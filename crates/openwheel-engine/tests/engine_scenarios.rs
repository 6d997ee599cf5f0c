//! End-to-end scenarios through the engine with a recording backend.
//!
//! FFB traffic is left at zero in the steering scenarios so the physics
//! thread has nothing to report and the recorded stream stays
//! deterministic.

use hid_wheel_protocol::WheelButton;
use openwheel_engine::state::{LogicalControls, STEERING_MIN};
use openwheel_engine::testing::{RecordingBackend, RecordingHandle};
use openwheel_engine::{InputFrame, WheelEngine};

fn started_engine() -> (WheelEngine, RecordingHandle) {
    let (backend, handle) = RecordingBackend::new();
    let mut engine = WheelEngine::new(Box::new(backend), 1.0);
    engine.start().expect("recording backend always starts");
    (engine, handle)
}

fn steering_frame(mouse_dx: i32) -> InputFrame {
    InputFrame {
        mouse_dx,
        ..InputFrame::default()
    }
}

#[test]
fn hard_left_saturates_and_holds() {
    let (mut engine, handle) = started_engine();
    engine.enable();

    for _ in 0..40 {
        engine.process_frame(&steering_frame(-1000), 50);
    }
    let state = engine.wheel_state();
    assert_eq!(state.user_steering, STEERING_MIN, "accumulator saturates");

    for _ in 0..200 {
        engine.process_frame(&steering_frame(0), 50);
    }
    let state = engine.wheel_state();
    assert_eq!(state.user_steering, STEERING_MIN, "stays pinned with no input");
    assert_eq!(state.steering, state.user_steering, "no FFB, reported = user");

    let last = handle.last_report().expect("frames were reported");
    assert_eq!(last.steering, -1.0);

    engine.shutdown();
}

#[test]
fn button_mapping_reaches_reports_in_order() {
    let (mut engine, handle) = started_engine();
    engine.enable();
    handle.clear_reports();

    // Press Q (mapped to TRIGGER), then also E (mapped to THUMB).
    let mut logical = LogicalControls::default();
    logical.buttons[WheelButton::Trigger.index()] = 1;
    engine.process_frame(
        &InputFrame {
            logical,
            ..InputFrame::default()
        },
        50,
    );

    logical.buttons[WheelButton::Thumb.index()] = 1;
    engine.process_frame(
        &InputFrame {
            logical,
            ..InputFrame::default()
        },
        50,
    );

    let reports = handle.reports();
    assert!(reports.len() >= 2);
    assert_eq!(reports[0].buttons[WheelButton::Trigger.index()], 1);
    assert_eq!(reports[0].buttons[WheelButton::Thumb.index()], 0);
    assert_eq!(reports[1].buttons[WheelButton::Trigger.index()], 1);
    assert_eq!(reports[1].buttons[WheelButton::Thumb.index()], 1);

    engine.shutdown();
}

#[test]
fn disable_emits_neutral_report() {
    let (mut engine, handle) = started_engine();
    engine.enable();

    let mut logical = LogicalControls::default();
    logical.throttle = true;
    logical.buttons[WheelButton::Top.index()] = 1;
    engine.process_frame(
        &InputFrame {
            mouse_dx: 500,
            logical,
            ..InputFrame::default()
        },
        50,
    );
    let busy = handle.last_report().expect("enabled frame reported");
    assert!(busy.throttle > 0.0);

    engine.disable();
    let neutral = handle.last_report().expect("disable emits a report");
    assert_eq!(neutral.steering, 0.0);
    assert_eq!(neutral.throttle, 0.0);
    assert_eq!(neutral.brake, 0.0);
    assert_eq!(neutral.clutch, 0.0);
    assert!(neutral.buttons.iter().all(|b| *b == 0));
    assert_eq!(neutral.dpad_x, 0);
    assert_eq!(neutral.dpad_y, 0);

    // While disabled, frames keep the host's view zeroed.
    engine.process_frame(
        &InputFrame {
            mouse_dx: 500,
            logical,
            ..InputFrame::default()
        },
        50,
    );
    let still_neutral = handle.last_report().expect("disabled frame reported");
    assert_eq!(still_neutral.throttle, 0.0);
    assert!(still_neutral.buttons.iter().all(|b| *b == 0));

    engine.shutdown();
}

#[test]
fn stop_command_is_idempotent() {
    let (mut engine, handle) = started_engine();

    handle.inject_ffb(&[0x11, 0x08, 0x00]);
    assert_eq!(engine.ffb_state().force, 6144);

    handle.inject_ffb(&[0xFE, 0x0D, 0x20]);
    let before = engine.ffb_state();

    for _ in 0..5 {
        handle.inject_ffb(&[0x13]);
        let state = engine.ffb_state();
        assert_eq!(state.force, 0);
        assert_eq!(state.autocenter, before.autocenter, "stop leaves autocenter alone");
        assert_eq!(state.gain, before.gain, "stop leaves gain alone");
    }

    engine.shutdown();
}

#[test]
fn autocenter_round_trip() {
    let (mut engine, handle) = started_engine();

    handle.inject_ffb(&[0xFE, 0x0D, 0x40]);
    assert_eq!(engine.ffb_state().autocenter, 1024);

    handle.inject_ffb(&[0xF5]);
    assert_eq!(engine.ffb_state().autocenter, 0);

    // Re-enabling from zero applies the default strength.
    handle.inject_ffb(&[0x14]);
    assert_eq!(engine.ffb_state().autocenter, 1024);

    // With a configured strength in place, the default command is a no-op.
    handle.inject_ffb(&[0xFE, 0x0D, 0x20]);
    assert_eq!(engine.ffb_state().autocenter, 512);
    handle.inject_ffb(&[0x14]);
    assert_eq!(engine.ffb_state().autocenter, 512);

    engine.shutdown();
}

#[test]
fn malformed_packets_leave_state_untouched() {
    let (mut engine, handle) = started_engine();

    handle.inject_ffb(&[0x11, 0x08, 0x10]);
    let before = engine.ffb_state();

    handle.inject_ffb(&[]);
    handle.inject_ffb(&[0x11]);
    handle.inject_ffb(&[0xFE, 0x0C, 0x99]);
    handle.inject_ffb(&[0xAB, 0xCD]);

    let after = engine.ffb_state();
    assert_eq!(after.force, before.force);
    assert_eq!(after.autocenter, before.autocenter);

    engine.shutdown();
}

#[test]
fn gain_is_fixed_at_startup() {
    let (backend, handle) = RecordingBackend::new();
    let mut engine = WheelEngine::new(Box::new(backend), 2.5);
    engine.start().expect("recording backend always starts");

    assert_eq!(engine.ffb_state().gain, 2.5);
    handle.inject_ffb(&[0x11, 0x08, 0xFF]);
    handle.inject_ffb(&[0x13]);
    handle.inject_ffb(&[0x14]);
    assert_eq!(engine.ffb_state().gain, 2.5, "no command changes the gain");

    engine.shutdown();
}
//! Wheel HID protocol: canonical FFB command decoding and input report encoding.
//!
//! This crate is intentionally I/O-free and allocation-free on hot paths.
//! It provides pure functions and types that can be tested without a kernel
//! uinput device behind them.
//!
//! The command set mirrors the classic Logitech wheel wire protocol: hosts
//! address the virtual wheel with the same output reports they would send a
//! real G29-class device, and backends whose native FFB transport is richer
//! (kernel PID effects, vJoy packets) translate down to this set before
//! handing bytes to [`parse_ffb_command`].

#![deny(static_mut_refs)]

pub mod command;
pub mod ids;
pub mod report;
pub mod types;

pub use command::{parse_ffb_command, FfbCommand};
pub use ids::{commands, scaling, WHEEL_PRODUCT_ID, WHEEL_VENDOR_ID};
pub use report::{encode_input_report, WheelReport, INPUT_REPORT_LEN};
pub use types::{WheelButton, BUTTON_COUNT};
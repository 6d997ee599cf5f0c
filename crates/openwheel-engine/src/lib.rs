//! Wheel state engine: input capture, FFB physics, and virtual device emission.
//!
//! The engine turns a keyboard and a pointer into a force-feedback racing
//! wheel. Raw events drain through [`input::InputReader`] into per-tick
//! [`state::InputFrame`]s; the host's FFB command stream arrives through
//! [`ffb::FfbReceiver`]; and [`engine::WheelEngine`] owns the authoritative
//! [`state::WheelState`], runs the fixed-cadence spring–damper loop in
//! [`physics`], and publishes reports through a [`hid::HidBackend`].
//!
//! Concurrency model: one mutex over the whole engine state, a condvar for
//! the physics thread's 1 ms timed wait, and an atomic running flag. Every
//! critical section is a handful of arithmetic operations; the HID backend
//! is never called from the FFB delivery context.

#![deny(static_mut_refs)]

pub mod engine;
pub mod ffb;
pub mod hid;
pub mod input;
pub mod physics;
pub mod state;
pub mod testing;

pub use engine::WheelEngine;
pub use hid::{FfbCallback, HidBackend};
pub use physics::{FfbSnapshot, PhysicsParams, PhysicsState};
pub use state::{FfbState, InputFrame, LogicalControls, WheelState};
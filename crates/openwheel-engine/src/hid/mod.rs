//! Virtual HID backend abstraction.
//!
//! Two kinds of backend implement the same contract with differing FFB wire
//! encodings (kernel uinput here; a user-space feeder would slot in the same
//! way). The canonical command codes decoded by `hid_wheel_protocol` are the
//! lingua franca: platform-specific translation lives entirely inside the
//! backend, behind [`HidBackend::register_ffb_callback`].

use std::sync::Arc;

use hid_wheel_protocol::WheelReport;
use openwheel_errors::DeviceResult;

#[cfg(target_os = "linux")]
pub mod uinput;

#[cfg(target_os = "linux")]
pub use uinput::UinputBackend;

/// Sink for canonical FFB packets, invoked on a backend-owned context.
///
/// The callback must never call back into the backend; on some transports
/// delivery is synchronous with writes and re-entry would deadlock.
pub type FfbCallback = Arc<dyn Fn(&[u8]) + Send + Sync>;

/// Contract the engine consumes for virtual-device emission.
pub trait HidBackend: Send {
    /// Bind the virtual device.
    fn initialize(&mut self) -> DeviceResult<()>;

    /// Publish a single input report. Idempotent for unchanged state;
    /// transient write failures are absorbed by the caller and retried
    /// naturally on the next tick.
    fn update(&mut self, report: &WheelReport) -> DeviceResult<()>;

    /// Register the sink for FFB packets.
    fn register_ffb_callback(&mut self, callback: FfbCallback);

    /// Release the device. Idempotent.
    fn shutdown(&mut self);
}
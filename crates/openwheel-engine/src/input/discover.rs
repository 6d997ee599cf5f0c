//! Input device discovery and ranking.
//!
//! Explicit paths from configuration always win. Otherwise every
//! `/dev/input/event*` node is scored: keyboards by key capability and a
//! name containing "keyboard", pointers by `REL_X` capability and a name
//! containing "mouse" or "wireless device". Touchpads and consumer-control
//! pseudo-devices advertise tempting capabilities but make terrible wheels,
//! so their names carry a strong penalty.

use std::fs;
use std::path::{Path, PathBuf};

use evdev::{Device, EventType, Key, RelativeAxisType};
use tracing::{debug, info};

use openwheel_errors::{DeviceError, DeviceResult};

const NAME_BONUS: i32 = 100;
const NAME_PENALTY: i32 = -1000;

const KEYBOARD_PENALTY_NAMES: [&str; 2] = ["consumer control", "system control"];
const POINTER_PENALTY_NAMES: [&str; 3] = ["touchpad", "synaptics", "elan"];

/// One scored `/dev/input` node.
#[derive(Debug, Clone)]
pub struct DeviceCandidate {
    /// Device node path.
    pub path: PathBuf,
    /// Kernel-reported device name.
    pub name: String,
    /// Ranking as a keyboard; `None` when it has no key capability.
    pub keyboard_score: Option<i32>,
    /// Ranking as a pointer; `None` when it lacks `REL_X`.
    pub pointer_score: Option<i32>,
}

/// Enumerate and score every readable event node.
pub fn enumerate_candidates() -> Vec<DeviceCandidate> {
    let mut candidates = Vec::new();
    let Ok(entries) = fs::read_dir("/dev/input") else {
        return candidates;
    };

    for entry in entries.filter_map(Result::ok) {
        let path = entry.path();
        let is_event_node = path
            .file_name()
            .and_then(|n| n.to_str())
            .is_some_and(|n| n.starts_with("event"));
        if !is_event_node {
            continue;
        }
        let Ok(device) = Device::open(&path) else {
            continue;
        };
        candidates.push(score_device(path, &device));
    }

    candidates.sort_by(|a, b| a.path.cmp(&b.path));
    candidates
}

fn score_device(path: PathBuf, device: &Device) -> DeviceCandidate {
    let name = device.name().unwrap_or("Unknown").to_string();
    let lower = name.to_lowercase();

    let has_letter_keys = device
        .supported_keys()
        .is_some_and(|keys| keys.contains(Key::KEY_A) && keys.contains(Key::KEY_Z));
    let keyboard_score = has_letter_keys.then(|| {
        let mut score = 1;
        if lower.contains("keyboard") {
            score += NAME_BONUS;
        }
        if KEYBOARD_PENALTY_NAMES.iter().any(|n| lower.contains(n)) {
            score += NAME_PENALTY;
        }
        score
    });

    let has_rel_x = device.supported_events().contains(EventType::RELATIVE)
        && device
            .supported_relative_axes()
            .is_some_and(|axes| axes.contains(RelativeAxisType::REL_X));
    let pointer_score = has_rel_x.then(|| {
        let mut score = 1;
        if lower.contains("mouse") || lower.contains("wireless device") {
            score += NAME_BONUS;
        }
        if POINTER_PENALTY_NAMES.iter().any(|n| lower.contains(n)) {
            score += NAME_PENALTY;
        }
        score
    });

    DeviceCandidate {
        path,
        name,
        keyboard_score,
        pointer_score,
    }
}

/// Open the configured or best-ranked keyboard.
pub fn open_keyboard(explicit: Option<&Path>) -> DeviceResult<(PathBuf, Device)> {
    if let Some(path) = explicit {
        return open_node(path);
    }
    let best = enumerate_candidates()
        .into_iter()
        .filter_map(|c| c.keyboard_score.map(|s| (s, c)))
        .filter(|(score, _)| *score > 0)
        .max_by_key(|(score, _)| *score)
        .ok_or_else(|| DeviceError::not_found("keyboard"))?;
    info!(path = %best.1.path.display(), name = %best.1.name, "selected keyboard");
    open_node(&best.1.path)
}

/// Open the configured or best-ranked pointer.
pub fn open_pointer(explicit: Option<&Path>) -> DeviceResult<(PathBuf, Device)> {
    if let Some(path) = explicit {
        return open_node(path);
    }
    let best = enumerate_candidates()
        .into_iter()
        .filter_map(|c| c.pointer_score.map(|s| (s, c)))
        .filter(|(score, _)| *score > 0)
        .max_by_key(|(score, _)| *score)
        .ok_or_else(|| DeviceError::not_found("pointer"))?;
    info!(path = %best.1.path.display(), name = %best.1.name, "selected pointer");
    open_node(&best.1.path)
}

fn open_node(path: &Path) -> DeviceResult<(PathBuf, Device)> {
    match Device::open(path) {
        Ok(device) => {
            debug!(path = %path.display(), "opened input device");
            Ok((path.to_path_buf(), device))
        }
        Err(err) if err.kind() == std::io::ErrorKind::PermissionDenied => {
            Err(DeviceError::permission_denied(path.display().to_string()))
        }
        Err(err) => Err(DeviceError::open(path.display().to_string(), err)),
    }
}

#[cfg(test)]
mod tests {
    use super::*;

    #[test]
    fn test_penalty_names_lose_to_plain_devices() {
        // Scores are relative, so the ranking logic can be exercised with
        // synthetic candidates.
        let touchpad = 1 + NAME_PENALTY;
        let mouse = 1 + NAME_BONUS;
        let nondescript = 1;
        assert!(mouse > nondescript);
        assert!(nondescript > touchpad);
        assert!(touchpad < 0, "penalized devices never win the scan");
    }
}
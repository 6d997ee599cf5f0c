//! Raw event drain from the physical keyboard and pointer.

use std::os::unix::io::{AsRawFd, RawFd};
use std::path::PathBuf;

use evdev::{Device, InputEventKind, Key, RelativeAxisType};
use tracing::{debug, info, warn};

use openwheel_errors::{DeviceError, DeviceResult, SetupError};

/// Most events drained from one device per tick; bounds tick latency when a
/// device floods.
pub const EVENT_BUDGET_PER_DEVICE: usize = 256;

/// Size of the dense key-state vector, covering every `KEY_*`/`BTN_*` code.
const KEY_SLOTS: usize = 0x300;

struct OpenDevice {
    path: PathBuf,
    device: Device,
}

/// Rising-edge detector for a held chord.
#[derive(Debug, Default)]
pub struct ToggleDetector {
    prev: bool,
}

impl ToggleDetector {
    /// True exactly when the chord transitions from released to held.
    pub fn update(&mut self, chord_held: bool) -> bool {
        let edge = chord_held && !self.prev;
        self.prev = chord_held;
        edge
    }
}

/// Presents the two physical device streams as a key-state vector plus a
/// per-tick pointer delta, with rising-edge detection for the enable chord.
pub struct InputReader {
    keyboard: Option<OpenDevice>,
    pointer: Option<OpenDevice>,
    keys: Box<[bool; KEY_SLOTS]>,
    toggle: ToggleDetector,
    grabbed: bool,
}

impl InputReader {
    /// Wrap the discovered devices. A single device is acceptable; with
    /// neither, the pipeline refuses to start.
    pub fn new(
        keyboard: Option<(PathBuf, Device)>,
        pointer: Option<(PathBuf, Device)>,
    ) -> Result<Self, SetupError> {
        if keyboard.is_none() && pointer.is_none() {
            return Err(SetupError::NoInputDevices);
        }
        let wrap = |(path, device): (PathBuf, Device)| {
            set_nonblocking(device.as_raw_fd());
            OpenDevice { path, device }
        };
        Ok(Self {
            keyboard: keyboard.map(wrap),
            pointer: pointer.map(wrap),
            keys: Box::new([false; KEY_SLOTS]),
            toggle: ToggleDetector::default(),
            grabbed: false,
        })
    }

    /// Drain pending events from both devices, bounded per device, and
    /// return the accumulated horizontal pointer delta.
    ///
    /// Short reads and `EAGAIN`/`EINTR` are not errors.
    pub fn read(&mut self) -> i32 {
        let mut mouse_dx = 0;

        if let Some(keyboard) = self.keyboard.as_mut() {
            drain(keyboard, |kind, value| {
                if let InputEventKind::Key(key) = kind {
                    let code = key.code() as usize;
                    if code < KEY_SLOTS {
                        self.keys[code] = value != 0;
                    }
                }
            });
        }

        if let Some(pointer) = self.pointer.as_mut() {
            drain(pointer, |kind, value| {
                if kind == InputEventKind::RelAxis(RelativeAxisType::REL_X) {
                    mouse_dx += value;
                }
            });
        }

        mouse_dx
    }

    /// Whether a key is currently held.
    pub fn key_held(&self, code: u16) -> bool {
        self.keys.get(code as usize).copied().unwrap_or(false)
    }

    /// Rising-edge detector for the enable/disable chord
    /// `(LeftCtrl | RightCtrl) + M`.
    pub fn check_toggle(&mut self) -> bool {
        let ctrl =
            self.key_held(Key::KEY_LEFTCTRL.code()) || self.key_held(Key::KEY_RIGHTCTRL.code());
        self.toggle.update(ctrl && self.key_held(Key::KEY_M.code()))
    }

    /// Acquire or release exclusive access to both devices.
    ///
    /// Acquisition failure is reported to the caller (after releasing any
    /// partial grab); release failures are logged and absorbed.
    pub fn grab(&mut self, enable: bool) -> DeviceResult<()> {
        if !enable {
            if self.grabbed {
                self.release_all();
                self.grabbed = false;
                info!("input devices released");
            }
            return Ok(());
        }

        let mut failed = None;
        for slot in [&mut self.keyboard, &mut self.pointer] {
            if let Some(open) = slot.as_mut() {
                if let Err(err) = open.device.grab() {
                    warn!(path = %open.path.display(), error = %err, "exclusive grab failed");
                    failed = Some(open.path.display().to_string());
                    break;
                }
                debug!(path = %open.path.display(), "grabbed");
            }
        }
        if let Some(path) = failed {
            // Roll back any partial grab before reporting.
            self.release_all();
            return Err(DeviceError::GrabFailed(path));
        }
        self.grabbed = true;
        info!("input devices grabbed");
        Ok(())
    }

    fn release_all(&mut self) {
        for slot in [&mut self.keyboard, &mut self.pointer] {
            if let Some(open) = slot.as_mut() {
                if let Err(err) = open.device.ungrab() {
                    warn!(path = %open.path.display(), error = %err, "ungrab failed");
                }
            }
        }
    }

    /// Raw fds for the caller's readiness poll.
    pub fn poll_fds(&self) -> Vec<RawFd> {
        [self.keyboard.as_ref(), self.pointer.as_ref()]
            .into_iter()
            .flatten()
            .map(|open| open.device.as_raw_fd())
            .collect()
    }
}

impl Drop for InputReader {
    fn drop(&mut self) {
        if self.grabbed {
            self.release_all();
        }
    }
}

fn drain(open: &mut OpenDevice, mut handle: impl FnMut(InputEventKind, i32)) {
    let mut seen = 0;
    while seen < EVENT_BUDGET_PER_DEVICE {
        match open.device.fetch_events() {
            Ok(events) => {
                let before = seen;
                for event in events {
                    seen += 1;
                    handle(event.kind(), event.value());
                    if seen >= EVENT_BUDGET_PER_DEVICE {
                        break;
                    }
                }
                if seen == before {
                    break;
                }
            }
            Err(err)
                if err.kind() == std::io::ErrorKind::WouldBlock
                    || err.kind() == std::io::ErrorKind::Interrupted =>
            {
                break;
            }
            Err(err) => {
                warn!(path = %open.path.display(), error = %err, "device read failed");
                break;
            }
        }
    }
}

fn set_nonblocking(fd: RawFd) {
    unsafe {
        let flags = libc::fcntl(fd, libc::F_GETFL);
        if flags >= 0 {
            libc::fcntl(fd, libc::F_SETFL, flags | libc::O_NONBLOCK);
        }
    }
}

#[cfg(test)]
mod tests {
    use super::*;

    #[test]
    fn test_toggle_fires_once_per_hold() {
        let mut toggle = ToggleDetector::default();
        assert!(!toggle.update(false));
        assert!(toggle.update(true), "rising edge fires");
        for _ in 0..10 {
            assert!(!toggle.update(true), "held chord stays quiet");
        }
        assert!(!toggle.update(false), "release is silent");
        assert!(toggle.update(true), "next press fires again");
    }
}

### What to do
Report each line in the preceding entries that holds the string "HidBackend".

### Answer below
//! [`physics`], and publishes reports through a [`hid::HidBackend`].
pub use hid::{FfbCallback, HidBackend};
//! backend, behind [`HidBackend::register_ffb_callback`].
pub trait HidBackend: Send {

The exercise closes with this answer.